Mandrini agregó que "en algunos casos, como en los territorios conquistados, fueron reducidos a categorías jurídicas vinculadas con la forma de explotación del trabajo. Se convirtieron en encomendados, en mitayos o en yanaconas. En los vastos territorios no conquistados, como las llanuras y planicies meridionales o las tierras calientes del Chaco, pasaron a convertirse en salvajes o bárbaros sin que se hicieran esfuerzos por comprender esas sociedades. Así, es misma historiografía nos hablaba de unacampaña al desierto realizada por Rosas, o de la conquista de ese mismo desierto por Julio A. Roca. Pero, ¿contra quiénes fue esa campaña? ¿A quiénes se conquistó? ¿Se conquista un desierto, o sólo se lo ocupa? De nuevo silencio. En resumen, privado de sus tierras y marginado, el indígena fue también borrado de la historia. Recién en las últimas tres décadas, algunos historiadores comenzamos a interesarnos y a investigar ese pasado"
 
Ante la pregunta se si podría haber "conquistado" América sin los genocidios masivos de indígenas, el especialista dijo que "el proceso de conquista de América fue largo. Empezó a comienzos del siglo XVI y duró hasta el siglo XX. El mundo cambió, el capitalismo también. Y también sus objetivos, intereses y modos de acción. El genocidio no fue siempre una política alentada desde los estados conquistadores. Al fin y al cabo, los conquistadores también necesitaban mano de obra y en el caso de España, la corona misma reguló la explotación de  los indígenas, muchas veces con disposiciones bastante benignas, sobre todo si se tiene en cuenta la situación de una gran parte de la población europea, principalmente en el ámbito rural. Es cierto, sin embargo, que esa legislación raras veces se cumplía, salvo cuando convenía a los intereses de  los mismos conquistadores".

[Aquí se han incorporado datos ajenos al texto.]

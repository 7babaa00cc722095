// Query rewriter - scopes PromQL queries to one monitored instance
use crate::domain::series::QueryRef;
use crate::infrastructure::promql::{vector_selectors, SelectorSpan};

pub const NO_INSTANCE_SENTINEL: &str = "observability-node";
const INSTANCE_LABEL: &str = "instance";

/// A pending splice over the original query text.
#[derive(Debug, Clone, PartialEq, Eq)]
struct Edit {
    from: usize,
    to: usize,
    insert: String,
}

#[derive(Debug, Clone)]
pub struct QueryRewriter {
    no_instance_sentinel: String,
}

impl Default for QueryRewriter {
    fn default() -> Self {
        Self::new(NO_INSTANCE_SENTINEL)
    }
}

impl QueryRewriter {
    pub fn new(no_instance_sentinel: impl Into<String>) -> Self {
        Self {
            no_instance_sentinel: no_instance_sentinel.into(),
        }
    }

    /// Add `instance="<id>"` to every vector selector that does not already
    /// select on `instance`. Returns `query` unchanged when there is no
    /// instance to scope to or when the query does not parse.
    pub fn inject_instance_filter(&self, query: &str, instance_id: &str) -> String {
        if instance_id.is_empty() || instance_id == self.no_instance_sentinel || query.trim().is_empty() {
            return query.to_string();
        }

        let selectors = match vector_selectors(query) {
            Ok(selectors) => selectors,
            Err(e) => {
                tracing::warn!("Failed to parse PromQL query, returning original: {} ({})", query, e);
                return query.to_string();
            }
        };

        let matcher = format!("{}=\"{}\"", INSTANCE_LABEL, escape_label_value(instance_id));
        let mut edits: Vec<Edit> = selectors
            .iter()
            .filter(|s| !s.selects_on(INSTANCE_LABEL))
            .map(|s| edit_for(query, s, &matcher))
            .collect();

        edits.sort_by(|a, b| b.from.cmp(&a.from));

        let mut rewritten = query.to_string();
        for edit in edits {
            rewritten.replace_range(edit.from..edit.to, &edit.insert);
        }

        tracing::debug!("Scoped query to {}: {}", instance_id, rewritten);
        rewritten
    }

    /// Scope a whole batch; `None` leaves the batch untouched.
    pub fn scope_queries(&self, queries: &[QueryRef], instance_id: Option<&str>) -> Vec<QueryRef> {
        match instance_id {
            Some(id) => queries
                .iter()
                .map(|q| QueryRef::new(q.id.clone(), self.inject_instance_filter(&q.query, id)))
                .collect(),
            None => queries.to_vec(),
        }
    }
}

fn edit_for(query: &str, selector: &SelectorSpan, matcher: &str) -> Edit {
    match &selector.braces {
        Some(braces) => {
            let body = query[braces.open + 1..braces.close].trim_end();
            let insert = if body.is_empty() || body.ends_with(',') {
                matcher.to_string()
            } else {
                format!(",{}", matcher)
            };
            Edit {
                from: braces.close,
                to: braces.close,
                insert,
            }
        }
        None => Edit {
            from: selector.span.end,
            to: selector.span.end,
            insert: format!("{{{}}}", matcher),
        },
    }
}

fn escape_label_value(value: &str) -> String {
    value.replace('\\', "\\\\").replace('"', "\\\"")
}
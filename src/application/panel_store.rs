// Panel state store - sole owner and mutator of panel data
use crate::domain::panel::{
    new_id, DashboardSnapshot, InstanceDetailsMap, InstanceEntry, Panel, PanelContext, PanelFile, Query,
    SeriesAlias, MAX_RESOLUTION,
};
use crate::domain::series::FetchedSeries;
use crate::domain::template::PanelTemplate;
use serde_json::Value;
use std::collections::{BTreeMap, HashSet};

pub const DEFAULT_COMPOUND_PRODUCT_ID: &str = "default-compound-product-id";

/// Every mutation returns `true` when it changed state. Unknown ids are no-ops.
#[derive(Debug, Clone, Default)]
pub struct PanelStore {
    panels: Vec<Panel>,
    instance_details: InstanceDetailsMap,
}

impl PanelStore {
    /// Start from built-in panels, used until a snapshot is restored.
    pub fn new(default_panels: Vec<Panel>) -> Self {
        Self {
            panels: default_panels,
            instance_details: InstanceDetailsMap::new(),
        }
    }

    pub fn snapshot(&self) -> DashboardSnapshot {
        DashboardSnapshot {
            panels: self.panels.clone(),
            instance_details: self.instance_details.clone(),
        }
    }

    pub fn panels(&self) -> &[Panel] {
        &self.panels
    }

    pub fn select_panel(&self, panel_id: &str) -> Option<&Panel> {
        self.panels.iter().find(|p| p.id == panel_id)
    }

    pub fn visible_panels(&self, context: &PanelContext) -> Vec<&Panel> {
        self.panels.iter().filter(|p| p.is_visible_in(context)).collect()
    }

    pub fn instance_details(&self) -> &InstanceDetailsMap {
        &self.instance_details
    }

    fn panel_mut(&mut self, panel_id: &str) -> Option<&mut Panel> {
        self.panels.iter_mut().find(|p| p.id == panel_id)
    }

    fn query_mut(&mut self, panel_id: &str, query_id: &str) -> Option<&mut Query> {
        self.panel_mut(panel_id)?.query_mut(query_id)
    }

    /// Replace every panel. Instance details are kept unless the incoming map has entries.
    pub fn set_dashboard_state(&mut self, mut snapshot: DashboardSnapshot) -> bool {
        snapshot.normalize();
        let mut changed = false;
        if self.panels != snapshot.panels {
            self.panels = snapshot.panels;
            changed = true;
        }
        if !snapshot.instance_details.is_empty() && self.instance_details != snapshot.instance_details {
            self.instance_details = snapshot.instance_details;
            changed = true;
        }
        changed
    }

    /// Push `panel`, or a blank "New Panel", and return what was stored. A
    /// missing or already used panel id is replaced.
    pub fn add_panel(&mut self, panel: Option<Panel>) -> Panel {
        let mut panel = panel.unwrap_or_else(Panel::blank);
        if panel.id.is_empty() || self.select_panel(&panel.id).is_some() {
            panel.id = new_id();
        }
        panel.normalize();
        self.panels.push(panel.clone());
        panel
    }

    pub fn update_panel_title(&mut self, panel_id: &str, title: &str) -> bool {
        match self.panel_mut(panel_id) {
            Some(panel) if panel.title != title => {
                panel.title = title.to_string();
                true
            }
            _ => false,
        }
    }

    /// Load a panel file into an existing panel; query ids are regenerated.
    pub fn update_panel_from_file(&mut self, panel_id: &str, file: PanelFile) -> bool {
        let Some(panel) = self.panel_mut(panel_id) else {
            return false;
        };
        panel.title = file.title;
        panel.queries = file
            .queries
            .into_iter()
            .map(|q| Query { id: new_id(), ..q })
            .collect();
        if file.description.is_some() {
            panel.description = file.description;
        }
        panel.normalize();
        true
    }

    pub fn delete_panel(&mut self, panel_id: &str) -> bool {
        let before = self.panels.len();
        self.panels.retain(|p| p.id != panel_id);
        self.panels.len() != before
    }

    /// Append an empty query. Returns its id.
    pub fn add_query(&mut self, panel_id: &str) -> Option<String> {
        let panel = self.panel_mut(panel_id)?;
        let query = Query::empty();
        let id = query.id.clone();
        panel.queries.push(query);
        Some(id)
    }

    pub fn update_query(&mut self, panel_id: &str, query_id: &str, text: &str) -> bool {
        match self.query_mut(panel_id, query_id) {
            Some(query) if query.query != text => {
                query.query = text.to_string();
                true
            }
            _ => false,
        }
    }

    pub fn remove_query(&mut self, panel_id: &str, query_id: &str) -> bool {
        let Some(panel) = self.panel_mut(panel_id) else {
            return false;
        };
        let before = panel.queries.len();
        panel.queries.retain(|q| q.id != query_id);
        panel.queries.len() != before
    }

    pub fn update_query_units(&mut self, panel_id: &str, query_id: &str, units: &str) -> bool {
        match self.query_mut(panel_id, query_id) {
            Some(query) if query.units != units => {
                query.units = units.to_string();
                true
            }
            _ => false,
        }
    }

    pub fn update_query_resolution(&mut self, panel_id: &str, query_id: &str, resolution: u8) -> bool {
        let resolution = resolution.min(MAX_RESOLUTION);
        match self.query_mut(panel_id, query_id) {
            Some(query) if query.resolution != resolution => {
                query.resolution = resolution;
                true
            }
            _ => false,
        }
    }

    /// Rename an existing alias. Names not yet observed are ignored.
    pub fn update_series_rename(
        &mut self,
        panel_id: &str,
        query_id: &str,
        series_name: &str,
        rename: &str,
    ) -> bool {
        let alias = self
            .query_mut(panel_id, query_id)
            .and_then(|q| q.series.iter_mut().find(|s| s.series_name == series_name));
        match alias {
            Some(alias) if alias.series_rename != rename => {
                alias.series_rename = rename.to_string();
                true
            }
            _ => false,
        }
    }

    /// Replace a query's aliases with `series_names` (deduplicated, in order),
    /// keeping renames of names seen before. No write when nothing differs.
    pub fn set_series_for_query(&mut self, panel_id: &str, query_id: &str, series_names: &[String]) -> bool {
        let Some(query) = self.query_mut(panel_id, query_id) else {
            return false;
        };

        let mut seen = HashSet::new();
        let reconciled: Vec<SeriesAlias> = series_names
            .iter()
            .filter(|name| seen.insert(name.as_str()))
            .map(|name| {
                query
                    .series
                    .iter()
                    .find(|s| &s.series_name == name)
                    .cloned()
                    .unwrap_or_else(|| SeriesAlias::new(name.clone()))
            })
            .collect();

        if reconciled == query.series {
            return false;
        }
        query.series = reconciled;
        true
    }

    /// Merge the series names observed in a fetch into the panel's aliases.
    /// Queries that returned nothing keep their aliases.
    pub fn reconcile(&mut self, panel_id: &str, series: &[FetchedSeries]) -> bool {
        let mut observed: BTreeMap<&str, Vec<String>> = BTreeMap::new();
        for s in series {
            if let Some(name) = s.name() {
                observed.entry(s.query_id.as_str()).or_default().push(name.to_string());
            }
        }

        let mut changed = false;
        for (query_id, names) in observed {
            changed |= self.set_series_for_query(panel_id, query_id, &names);
        }
        if changed {
            tracing::debug!("Reconciled series aliases for panel {}", panel_id);
        }
        changed
    }

    pub fn set_instance_details(
        &mut self,
        compound_product_id: &str,
        provisioned_id: &str,
        instance_id: &str,
        details: Value,
    ) -> bool {
        let slot = self
            .instance_details
            .entry(compound_product_id.to_string())
            .or_default()
            .entry(provisioned_id.to_string())
            .or_default();
        let entry = InstanceEntry { details };
        if slot.get(instance_id) == Some(&entry) {
            return false;
        }
        slot.insert(instance_id.to_string(), entry);
        true
    }

    /// Operating system of the context's instance, when its details are known.
    pub fn instance_os(&self, context: &PanelContext, no_instance_sentinel: &str) -> Option<String> {
        let product_id = context.product_id.as_deref().filter(|id| *id != no_instance_sentinel)?;
        let details = self
            .instance_details
            .get(context.compound_product_id.as_deref()?)?
            .get(context.provisioned_compound_product_id.as_deref()?)?
            .get(product_id)?;
        details.details.get("os")?.as_str().map(str::to_string)
    }
}

/// Merge the selected templates into a single new panel scoped to `context`.
pub fn panel_from_templates(
    templates: &[&PanelTemplate],
    context: &PanelContext,
    instance_os: Option<&str>,
    no_instance_sentinel: &str,
) -> Panel {
    let title = templates.iter().map(|t| t.name).collect::<Vec<_>>().join(" + ");
    let description = templates
        .iter()
        .map(|t| t.description)
        .filter(|d| !d.is_empty())
        .collect::<Vec<_>>()
        .join(" | ");

    let queries = templates
        .iter()
        .flat_map(|t| t.queries)
        .map(|tq| {
            let mut query = Query::new(tq.query, tq.units, tq.resolution);
            if !tq.alias.is_empty() {
                query.series.push(SeriesAlias::renamed("", tq.alias));
            }
            query
        })
        .collect();

    let product_id = context.product_id.clone();
    let mut panel = Panel::new(title, queries);
    panel.description = Some(description);
    panel.operating_system = instance_os.map(str::to_string).or_else(|| product_id.clone());
    panel.compound_product_id = Some(
        context
            .compound_product_id
            .clone()
            .unwrap_or_else(|| DEFAULT_COMPOUND_PRODUCT_ID.to_string()),
    );
    panel.instance_id = product_id.filter(|id| id != no_instance_sentinel);
    panel
}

"El término genocidio encubre distintas situaciones, incluso no buscadas. De todos modos, la mortalidad indígena fue enorme en el primer siglo de la conquista: a los muertos en guerras y combates (las guerras entonces no eran tan mortíferas como hoy) deben sumarse, en otras, las matanzas masivas como represalia, las mortalidad debida a los trabajos forzados, particularmente en la minería, el impacto de enfermedades desconocidas en el continente, como la viruela, cuyo efecto sobre una población carente de defensas fue catastrófico", agregó. 

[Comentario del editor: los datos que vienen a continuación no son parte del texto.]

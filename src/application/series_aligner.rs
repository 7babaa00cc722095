// Series aligner - columnar chart data, colors, legend labels and value formatting
use crate::domain::panel::{Query, DEFAULT_RESOLUTION};
use crate::domain::series::FetchedSeries;
use chrono::{DateTime, SecondsFormat, Utc};
use serde::ser::{Serialize, SerializeSeq, Serializer};
use std::collections::{BTreeMap, BTreeSet, HashMap};

pub const PALETTE: [&str; 8] = [
    "#7EB26D", // green
    "#EAB839", // yellow
    "#6ED0E0", // cyan
    "#EF843C", // orange
    "#E24D42", // red
    "#1F78C1", // blue
    "#BA43A9", // purple
    "#705DA0", // dark purple
];

pub const UNKNOWN_SERIES: &str = "unknown_series";

const SI_SUFFIXES: [&str; 9] = ["p", "n", "μ", "m", "", "K", "M", "G", "T"];
const MIN_SI_ORDER: i32 = -4;
const MAX_SI_ORDER: i32 = 4;

pub fn color_for(index: usize) -> &'static str {
    PALETTE[index % PALETTE.len()]
}

/// Format `value` with `resolution` decimals and an SI suffix.
pub fn format_scientific(value: f64, resolution: u8) -> String {
    let precision = usize::from(resolution);
    if value == 0.0 {
        return format!("{:.*}", precision, 0.0);
    }
    if !value.is_finite() {
        return value.to_string();
    }

    let sign = if value < 0.0 { "-" } else { "" };
    let magnitude = value.abs();
    let order = ((magnitude.log10() / 3.0).floor() as i32).clamp(MIN_SI_ORDER, MAX_SI_ORDER);
    let normalized = magnitude / 10f64.powi(order * 3);
    let suffix = SI_SUFFIXES[(order - MIN_SI_ORDER) as usize];

    format!("{}{:.*}{}", sign, precision, normalized, suffix)
}

/// `[timestamps, column_1, column_2, ...]` as consumed by the plotting widget.
///
/// The first series' timestamps are the x-axis for every column. Series on a
/// different grid are not resampled and will plot misaligned.
#[derive(Debug, Clone, Default, PartialEq)]
pub struct AlignedColumns {
    pub timestamps: Vec<i64>,
    pub columns: Vec<Vec<Option<f64>>>,
}

impl Serialize for AlignedColumns {
    fn serialize<S: Serializer>(&self, serializer: S) -> Result<S::Ok, S::Error> {
        let mut seq = serializer.serialize_seq(Some(self.columns.len() + 1))?;
        seq.serialize_element(&self.timestamps)?;
        for column in &self.columns {
            seq.serialize_element(column)?;
        }
        seq.end()
    }
}

pub fn align(series: &[FetchedSeries]) -> AlignedColumns {
    let Some(first) = series.first() else {
        return AlignedColumns {
            timestamps: Vec::new(),
            columns: vec![Vec::new()],
        };
    };

    AlignedColumns {
        timestamps: first.timestamps.clone(),
        columns: series.iter().map(|s| s.values.clone()).collect(),
    }
}

/// Per-series plotting configuration.
#[derive(Debug, Clone, PartialEq, serde::Serialize)]
#[serde(rename_all = "camelCase")]
pub struct SeriesVisual {
    pub label: String,
    pub color: &'static str,
    pub units: String,
    pub resolution: u8,
    pub query_id: String,
    pub series_name: String,
}

impl SeriesVisual {
    pub fn format_value(&self, value: f64) -> String {
        format!("{} {}", format_scientific(value, self.resolution), self.units)
    }
}

#[derive(Debug, Clone, PartialEq, serde::Serialize)]
pub struct TooltipRow {
    pub label: String,
    pub color: &'static str,
    pub value: String,
}

#[derive(Debug, Clone, PartialEq, serde::Serialize)]
pub struct Tooltip {
    pub time: String,
    pub rows: Vec<TooltipRow>,
}

#[derive(Debug, Clone, Default, PartialEq, serde::Serialize)]
pub struct ChartModel {
    pub data: AlignedColumns,
    pub series: Vec<SeriesVisual>,
}

impl ChartModel {
    /// Tooltip content for the cursor at `index`, if anything is plotted there.
    pub fn tooltip_at(&self, index: usize) -> Option<Tooltip> {
        let timestamp = *self.data.timestamps.get(index)?;
        let time = DateTime::<Utc>::from_timestamp(timestamp, 0)?
            .format("%Y-%m-%d %H:%M:%S")
            .to_string();

        let rows: Vec<TooltipRow> = self
            .series
            .iter()
            .zip(&self.data.columns)
            .filter_map(|(visual, column)| {
                let value = (*column.get(index)?)?;
                Some(TooltipRow {
                    label: visual.label.clone(),
                    color: visual.color,
                    value: visual.format_value(value),
                })
            })
            .collect();

        (!rows.is_empty()).then_some(Tooltip { time, rows })
    }
}

/// Align `series` and attach legend labels, colors and formatting taken from
/// the owning queries.
pub fn chart_model(series: &[FetchedSeries], queries: &[Query]) -> ChartModel {
    let visuals = series
        .iter()
        .enumerate()
        .map(|(index, s)| {
            let series_name = s.name().unwrap_or_default().to_string();
            let owner = queries.iter().find(|q| q.id == s.query_id);

            let alias = owner
                .and_then(|q| q.alias_for(&series_name))
                .map(|a| a.series_rename.as_str())
                .filter(|rename| !rename.is_empty());
            let label = match alias {
                Some(rename) => rename.to_string(),
                None if !series_name.is_empty() => series_name.clone(),
                None => UNKNOWN_SERIES.to_string(),
            };

            SeriesVisual {
                label,
                color: color_for(index),
                units: owner.map(|q| q.units.clone()).unwrap_or_default(),
                resolution: owner.map_or(DEFAULT_RESOLUTION, |q| q.resolution),
                query_id: s.query_id.clone(),
                series_name,
            }
        })
        .collect();

    ChartModel {
        data: align(series),
        series: visuals,
    }
}

/// One row per distinct timestamp, one column per display name.
pub fn to_csv(series: &[FetchedSeries], queries: &[Query]) -> String {
    let renames: HashMap<&str, &str> = queries
        .iter()
        .flat_map(|q| &q.series)
        .filter(|alias| !alias.series_rename.is_empty())
        .map(|alias| (alias.series_name.as_str(), alias.series_rename.as_str()))
        .collect();

    let mut names = BTreeSet::new();
    let mut rows: BTreeMap<i64, HashMap<&str, String>> = BTreeMap::new();
    for s in series {
        let name = s.name().unwrap_or(UNKNOWN_SERIES);
        let display = renames.get(name).copied().unwrap_or(name);
        names.insert(display);

        for (timestamp, value) in s.timestamps.iter().zip(&s.values) {
            rows.entry(*timestamp)
                .or_default()
                .insert(display, value.map(|v| v.to_string()).unwrap_or_default());
        }
    }

    let mut lines = Vec::with_capacity(rows.len() + 1);
    lines.push(
        std::iter::once("Time".to_string())
            .chain(names.iter().map(|n| csv_cell(n)))
            .collect::<Vec<_>>()
            .join(","),
    );
    for (timestamp, cells) in &rows {
        let time = DateTime::<Utc>::from_timestamp(*timestamp, 0)
            .map(|t| t.to_rfc3339_opts(SecondsFormat::Millis, true))
            .unwrap_or_else(|| timestamp.to_string());
        let line = std::iter::once(time)
            .chain(names.iter().map(|n| cells.get(n).cloned().unwrap_or_default()))
            .collect::<Vec<_>>()
            .join(",");
        lines.push(line);
    }
    lines.join("\n")
}

fn csv_cell(text: &str) -> String {
    if text.contains([',', '"', '\n']) {
        format!("\"{}\"", text.replace('"', "\"\""))
    } else {
        text.to_string()
    }
}

#[cfg(test)]
mod tests {
    use super::*;
    use crate::domain::panel::SeriesAlias;
    use crate::domain::series::NAME_LABEL;

    fn fetched(name: &str, query_id: &str, timestamps: &[i64], values: &[Option<f64>]) -> FetchedSeries {
        FetchedSeries {
            labels: BTreeMap::from([(NAME_LABEL.to_string(), name.to_string())]),
            timestamps: timestamps.to_vec(),
            values: values.to_vec(),
            query_id: query_id.to_string(),
        }
    }

    fn query(id: &str, units: &str, resolution: u8, aliases: Vec<SeriesAlias>) -> Query {
        let mut q = Query::new("up", units, resolution);
        q.id = id.to_string();
        q.series = aliases;
        q
    }

    #[test]
    fn test_format_scientific() {
        assert_eq!(format_scientific(0.0, 3), "0.000");
        assert_eq!(format_scientific(0.0, 0), "0");
        assert_eq!(format_scientific(1234.0, 2), "1.23K");
        assert_eq!(format_scientific(-2_500_000.0, 1), "-2.5M");
        assert_eq!(format_scientific(0.0042, 2), "4.20m");
        assert_eq!(format_scientific(42.0, 0), "42");
        assert_eq!(format_scientific(3.0e-7, 1), "300.0n");
    }

    #[test]
    fn test_format_scientific_clamps_extreme_orders() {
        assert_eq!(format_scientific(5.0e15, 0), "5000T");
        assert_eq!(format_scientific(2.0e-15, 3), "0.002p");
    }

    #[test]
    fn test_align_uses_first_timestamps() {
        let series = vec![
            fetched("a", "q1", &[1, 2, 3], &[Some(1.0), None, Some(3.0)]),
            fetched("b", "q1", &[1, 2, 3], &[Some(4.0), Some(5.0), Some(6.0)]),
        ];
        let aligned = align(&series);
        assert_eq!(aligned.timestamps, vec![1, 2, 3]);
        assert_eq!(aligned.columns.len(), 2);

        let json = serde_json::to_value(&aligned).unwrap();
        assert_eq!(json, serde_json::json!([[1, 2, 3], [1.0, null, 3.0], [4.0, 5.0, 6.0]]));
    }

    #[test]
    fn test_align_empty() {
        let json = serde_json::to_value(align(&[])).unwrap();
        assert_eq!(json, serde_json::json!([[], []]));
    }

    #[test]
    fn test_colors_cycle_through_palette() {
        assert_eq!(color_for(0), "#7EB26D");
        assert_eq!(color_for(8), "#7EB26D");
        assert_eq!(color_for(13), "#1F78C1");
    }

    #[test]
    fn test_chart_model_labels() {
        let series = vec![
            fetched("up__job_a", "q1", &[1], &[Some(1.0)]),
            fetched("up__job_b", "q1", &[1], &[Some(1.0)]),
            fetched("load", "q2", &[1], &[Some(1.0)]),
            fetched("", "q3", &[1], &[Some(1.0)]),
        ];
        let queries = vec![
            query(
                "q1",
                "%",
                1,
                vec![SeriesAlias::renamed("up__job_a", "Job A"), SeriesAlias::renamed("up__job_b", "")],
            ),
            query("q2", "", 3, vec![SeriesAlias::renamed("", "Load")]),
        ];

        let model = chart_model(&series, &queries);
        let labels: Vec<_> = model.series.iter().map(|s| s.label.as_str()).collect();
        assert_eq!(labels, vec!["Job A", "up__job_b", "Load", "unknown_series"]);

        assert_eq!(model.series[0].units, "%");
        assert_eq!(model.series[2].resolution, 3);
        assert_eq!(model.series[3].resolution, DEFAULT_RESOLUTION);
        assert_eq!(model.series[3].units, "");
        assert_eq!(model.series[1].color, "#EAB839");
    }

    #[test]
    fn test_colors_are_stable_across_refreshes() {
        let series = vec![fetched("a", "q1", &[1], &[Some(1.0)]), fetched("b", "q1", &[1], &[Some(2.0)])];
        let first = chart_model(&series, &[]);
        let second = chart_model(&series, &[]);
        assert_eq!(first, second);
    }

    #[test]
    fn test_tooltip_rows_skip_nulls() {
        let series = vec![
            fetched("a", "q1", &[1714564800, 1714564815], &[Some(1500.0), None]),
            fetched("b", "q1", &[1714564800, 1714564815], &[Some(2.0), Some(3.0)]),
        ];
        let model = chart_model(&series, &[query("q1", "req/s", 1, Vec::new())]);

        let tooltip = model.tooltip_at(0).unwrap();
        assert_eq!(tooltip.time, "2024-05-01 12:00:00");
        assert_eq!(tooltip.rows.len(), 2);
        assert_eq!(tooltip.rows[0].value, "1.5K req/s");

        let tooltip = model.tooltip_at(1).unwrap();
        assert_eq!(tooltip.rows.len(), 1);
        assert_eq!(tooltip.rows[0].label, "b");
        assert_eq!(tooltip.rows[0].color, "#EAB839");

        assert!(model.tooltip_at(2).is_none());
    }

    #[test]
    fn test_tooltip_hidden_when_all_null() {
        let series = vec![fetched("a", "q1", &[1], &[None])];
        assert!(chart_model(&series, &[]).tooltip_at(0).is_none());
    }

    #[test]
    fn test_csv_export() {
        let series = vec![
            fetched("b_metric", "q1", &[1714564815, 1714564800], &[Some(2.0), Some(1.5)]),
            fetched("a_metric", "q1", &[1714564800], &[None]),
        ];
        let queries = vec![query("q1", "", 2, vec![SeriesAlias::renamed("b_metric", "Bravo")])];

        assert_eq!(
            to_csv(&series, &queries),
            "Time,Bravo,a_metric\n\
             2024-05-01T12:00:00.000Z,1.5,\n\
             2024-05-01T12:00:15.000Z,2,"
        );
    }

    #[test]
    fn test_csv_quotes_names() {
        let series = vec![fetched("x", "q1", &[0], &[Some(1.0)])];
        let queries = vec![query("q1", "", 2, vec![SeriesAlias::renamed("x", "a,b")])];
        assert!(to_csv(&series, &queries).starts_with("Time,\"a,b\"\n"));
    }
}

Para el especialista una situación diferente se plantea en la segunda mitad del siglo XIX, en el contexto de la expansión mundial del capitalismo, con el avance de los nuevos estados nacionales surgidos del proceso revolucionario sobre las tierras y comunidades indígenas que aún permanecían independientes.

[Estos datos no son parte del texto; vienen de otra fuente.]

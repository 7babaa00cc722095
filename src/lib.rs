pub mod application;
pub mod domain;
pub mod error;
pub mod infrastructure;
pub mod presentation;
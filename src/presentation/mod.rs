// Presentation layer - HTTP routes and handlers
pub mod app_state;
pub mod handlers;
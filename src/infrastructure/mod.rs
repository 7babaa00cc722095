// Infrastructure layer - External dependencies and adapters
pub mod config;
pub mod http_response;
pub mod prometheus_repository;
pub mod promql;
pub mod snapshot_storage;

Y agrega que "tampoco hay que olvidar la resistencia de la población indígena frente a la explotación, sea resistencia pasiva o levantamientos que a veces se convirtieron en guerras abiertas. Toda la historia americana estuvo, desde el comienzo, marcada por esas resistencias, muchas veces reprimidas con inusual violencia. Los indígenas negociaron, resistieron y lucharon; alcanzaron éxitos y sufrieron derrotas. No fueron víctimas pasivas sino verdaderos actores en esa historia".